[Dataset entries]
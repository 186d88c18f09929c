//! Generative-text provider clients.
//!
//! Every provider is a flat implementation of [`TextGenerator`]; the
//! concrete client is picked from [`LlmConfig::provider`] by
//! [`create_generator`]. Calls are made once; there is no retry layer.

mod claude;
mod gemini;
mod openai;

use std::sync::Arc;

use async_trait::async_trait;
use reqwest::Client;
use tracing::{error, info};

pub use claude::ClaudeClient;
pub use gemini::GeminiClient;
pub use openai::OpenAiCompatibleClient;

use crate::config::LlmConfig;
use crate::error::{GenerationError, GenerationResult};
use crate::models::Provider;

/// Uniform text-generation capability.
#[async_trait]
pub trait TextGenerator: Send + Sync {
    /// Provider backing this client.
    fn provider(&self) -> Provider;

    /// Model name sent with each request.
    fn model(&self) -> &str;

    /// Generate a completion for `prompt`.
    ///
    /// `max_tokens` overrides the configured output budget for this call.
    async fn generate(
        &self,
        prompt: &str,
        system_prompt: Option<&str>,
        max_tokens: Option<u32>,
    ) -> GenerationResult<String>;

    /// Generate completions for several prompts, one call each, in order.
    ///
    /// A failed prompt does not stop the rest.
    async fn generate_batch(
        &self,
        prompts: &[String],
        system_prompt: Option<&str>,
    ) -> Vec<GenerationResult<String>> {
        let mut results = Vec::with_capacity(prompts.len());
        for prompt in prompts {
            let result = self.generate(prompt, system_prompt, None).await;
            if let Err(e) = &result {
                error!(provider = %self.provider(), error = %e, "Batch generation failed");
            }
            results.push(result);
        }
        results
    }
}

/// Build the client for the configured provider.
pub fn create_generator(config: LlmConfig) -> GenerationResult<Arc<dyn TextGenerator>> {
    config.validate()?;
    let provider = config.provider;

    let generator: Arc<dyn TextGenerator> = match provider {
        Provider::OpenAi | Provider::DeepSeek | Provider::Vllm => {
            Arc::new(OpenAiCompatibleClient::new(config)?)
        }
        Provider::Claude => Arc::new(ClaudeClient::new(config)?),
        Provider::Gemini => Arc::new(GeminiClient::new(config)?),
    };

    info!(provider = %provider, model = generator.model(), "Created LLM client");
    Ok(generator)
}

/// Shared HTTP client with the configured timeouts.
fn http_client(config: &LlmConfig) -> GenerationResult<Client> {
    Ok(Client::builder()
        .timeout(config.request_timeout)
        .connect_timeout(config.connect_timeout)
        .gzip(true)
        .build()?)
}

/// Turn a non-success response into a provider error.
async fn check_status(
    provider: Provider,
    response: reqwest::Response,
) -> GenerationResult<reqwest::Response> {
    let status = response.status();
    if status.is_success() {
        return Ok(response);
    }
    let text = response.text().await.unwrap_or_default();
    Err(GenerationError::api(provider.name(), status.as_u16(), text))
}

/// Trimmed text, or an error when nothing is left.
fn non_empty(provider: Provider, text: Option<&str>) -> GenerationResult<String> {
    match text.map(str::trim) {
        Some(t) if !t.is_empty() => Ok(t.to_string()),
        _ => Err(GenerationError::empty_response(provider.name())),
    }
}
//! Compact JSON summaries of an analysis.

use serde_json::{Value, json};

use crate::models::{AnalysisReport, NarrativeSection, Topic};

/// Condensed view of a report for terminal or pipeline output.
///
/// Carries the counts, the top 15 keywords, every topic's first five terms
/// and which narrative sections were produced, but no narrative text.
#[must_use]
pub fn compact_report(report: &AnalysisReport) -> Value {
    let stats = &report.statistics;
    let sections: Vec<&str> = NarrativeSection::ALL
        .iter()
        .filter(|s| !report.narrative.section(**s).trim().is_empty())
        .map(|s| s.key())
        .collect();

    let mut obj = json!({
        "date": report.date,
        "papers": report.paper_count,
        "authors": stats.total_authors,
        "categories": stats.total_categories,
        "keywords": report.keywords.iter().take(15).map(|k| &k.keyword).collect::<Vec<_>>(),
        "topics": report.topics.iter().map(compact_topic).collect::<Vec<_>>(),
        "sections": sections,
    });

    if !report.wordcloud_path.is_empty() {
        obj["wordcloud"] = json!(report.wordcloud_path);
    }

    obj
}

fn compact_topic(topic: &Topic) -> Value {
    json!({
        "id": topic.topic_id,
        "terms": topic.keywords.iter().take(5).collect::<Vec<_>>(),
    })
}

#[cfg(test)]
mod tests {
    use super::*;
    use crate::models::{Keyword, Narrative};

    #[test]
    fn test_compact_report_lists_produced_sections() {
        let report = AnalysisReport {
            date: "2024-03-01".into(),
            paper_count: 2,
            keywords: vec![Keyword { keyword: "agents".into(), score: 0.3 }],
            topics: vec![Topic {
                topic_id: 1,
                keywords: (0..8).map(|i| format!("t{i}")).collect(),
                weights: vec![1.0; 8],
            }],
            narrative: Narrative { trends: "something".into(), ..Narrative::default() },
            ..AnalysisReport::default()
        };

        let value = compact_report(&report);
        assert_eq!(value["papers"], 2);
        assert_eq!(value["keywords"][0], "agents");
        assert_eq!(value["topics"][0]["terms"].as_array().unwrap().len(), 5);
        assert_eq!(value["sections"], json!(["trends"]));
        assert!(value.get("wordcloud").is_none());
    }
}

_Activity_
When you reach this point, go back and write out each record above exactly.

_Response to the task_
repository 186d88c18f09929c
//! Generative-text provider clients.
//!
//! Every provider is a flat implementation of [`TextGenerator`]; the
//! concrete client is picked from [`LlmConfig::provider`] by
//! [`create_generator`]. Calls are made once; there is no retry layer.

mod claude;
mod gemini;
mod openai;

use std::sync::Arc;

use async_trait::async_trait;
use reqwest::Client;
use tracing::{error, info};

pub use claude::ClaudeClient;
pub use gemini::GeminiClient;
pub use openai::OpenAiCompatibleClient;

use crate::config::LlmConfig;
use crate::error::{GenerationError, GenerationResult};
use crate::models::Provider;

/// Uniform text-generation capability.
#[async_trait]
pub trait TextGenerator: Send + Sync {
    /// Provider backing this client.
    fn provider(&self) -> Provider;

    /// Model name sent with each request.
    fn model(&self) -> &str;

    /// Generate a completion for `prompt`.
    ///
    /// `max_tokens` overrides the configured output budget for this call.
    async fn generate(
        &self,
        prompt: &str,
        system_prompt: Option<&str>,
        max_tokens: Option<u32>,
    ) -> GenerationResult<String>;

    /// Generate completions for several prompts, one call each, in order.
    ///
    /// A failed prompt does not stop the rest.
    async fn generate_batch(
        &self,
        prompts: &[String],
        system_prompt: Option<&str>,
    ) -> Vec<GenerationResult<String>> {
        let mut results = Vec::with_capacity(prompts.len());
        for prompt in prompts {
            let result = self.generate(prompt, system_prompt, None).await;
            if let Err(e) = &result {
                error!(provider = %self.provider(), error = %e, "Batch generation failed");
            }
            results.push(result);
        }
        results
    }
}

/// Build the client for the configured provider.
pub fn create_generator(config: LlmConfig) -> GenerationResult<Arc<dyn TextGenerator>> {
    config.validate()?;
    let provider = config.provider;

    let generator: Arc<dyn TextGenerator> = match provider {
        Provider::OpenAi | Provider::DeepSeek | Provider::Vllm => {
            Arc::new(OpenAiCompatibleClient::new(config)?)
        }
        Provider::Claude => Arc::new(ClaudeClient::new(config)?),
        Provider::Gemini => Arc::new(GeminiClient::new(config)?),
    };

    info!(provider = %provider, model = generator.model(), "Created LLM client");
    Ok(generator)
}

/// Shared HTTP client with the configured timeouts.
fn http_client(config: &LlmConfig) -> GenerationResult<Client> {
    Ok(Client::builder()
        .timeout(config.request_timeout)
        .connect_timeout(config.connect_timeout)
        .gzip(true)
        .build()?)
}

/// Turn a non-success response into a provider error.
async fn check_status(
    provider: Provider,
    response: reqwest::Response,
) -> GenerationResult<reqwest::Response> {
    let status = response.status();
    if status.is_success() {
        return Ok(response);
    }
    let text = response.text().await.unwrap_or_default();
    Err(GenerationError::api(provider.name(), status.as_u16(), text))
}

/// Trimmed text, or an error when nothing is left.
fn non_empty(provider: Provider, text: Option<&str>) -> GenerationResult<String> {
    match text.map(str::trim) {
        Some(t) if !t.is_empty() => Ok(t.to_string()),
        _ => Err(GenerationError::empty_response(provider.name())),
    }
}
//! Compact JSON summaries of an analysis.

use serde_json::{Value, json};

use crate::models::{AnalysisReport, NarrativeSection, Topic};

/// Condensed view of a report for terminal or pipeline output.
///
/// Carries the counts, the top 15 keywords, every topic's first five terms
/// and which narrative sections were produced, but no narrative text.
#[must_use]
pub fn compact_report(report: &AnalysisReport) -> Value {
    let stats = &report.statistics;
    let sections: Vec<&str> = NarrativeSection::ALL
        .iter()
        .filter(|s| !report.narrative.section(**s).trim().is_empty())
        .map(|s| s.key())
        .collect();

    let mut obj = json!({
        "date": report.date,
        "papers": report.paper_count,
        "authors": stats.total_authors,
        "categories": stats.total_categories,
        "keywords": report.keywords.iter().take(15).map(|k| &k.keyword).collect::<Vec<_>>(),
        "topics": report.topics.iter().map(compact_topic).collect::<Vec<_>>(),
        "sections": sections,
    });

    if !report.wordcloud_path.is_empty() {
        obj["wordcloud"] = json!(report.wordcloud_path);
    }

    obj
}

fn compact_topic(topic: &Topic) -> Value {
    json!({
        "id": topic.topic_id,
        "terms": topic.keywords.iter().take(5).collect::<Vec<_>>(),
    })
}

#[cfg(test)]
mod tests {
    use super::*;
    use crate::models::{Keyword, Narrative};

    #[test]
    fn test_compact_report_lists_produced_sections() {
        let report = AnalysisReport {
            date: "2024-03-01".into(),
            paper_count: 2,
            keywords: vec![Keyword { keyword: "agents".into(), score: 0.3 }],
            topics: vec![Topic {
                topic_id: 1,
                keywords: (0..8).map(|i| format!("t{i}")).collect(),
                weights: vec![1.0; 8],
            }],
            narrative: Narrative { trends: "something".into(), ..Narrative::default() },
            ..AnalysisReport::default()
        };

        let value = compact_report(&report);
        assert_eq!(value["papers"], 2);
        assert_eq!(value["keywords"][0], "agents");
        assert_eq!(value["topics"][0]["terms"].as_array().unwrap().len(), 5);
        assert_eq!(value["sections"], json!(["trends"]));
        assert!(value.get("wordcloud").is_none());
    }
}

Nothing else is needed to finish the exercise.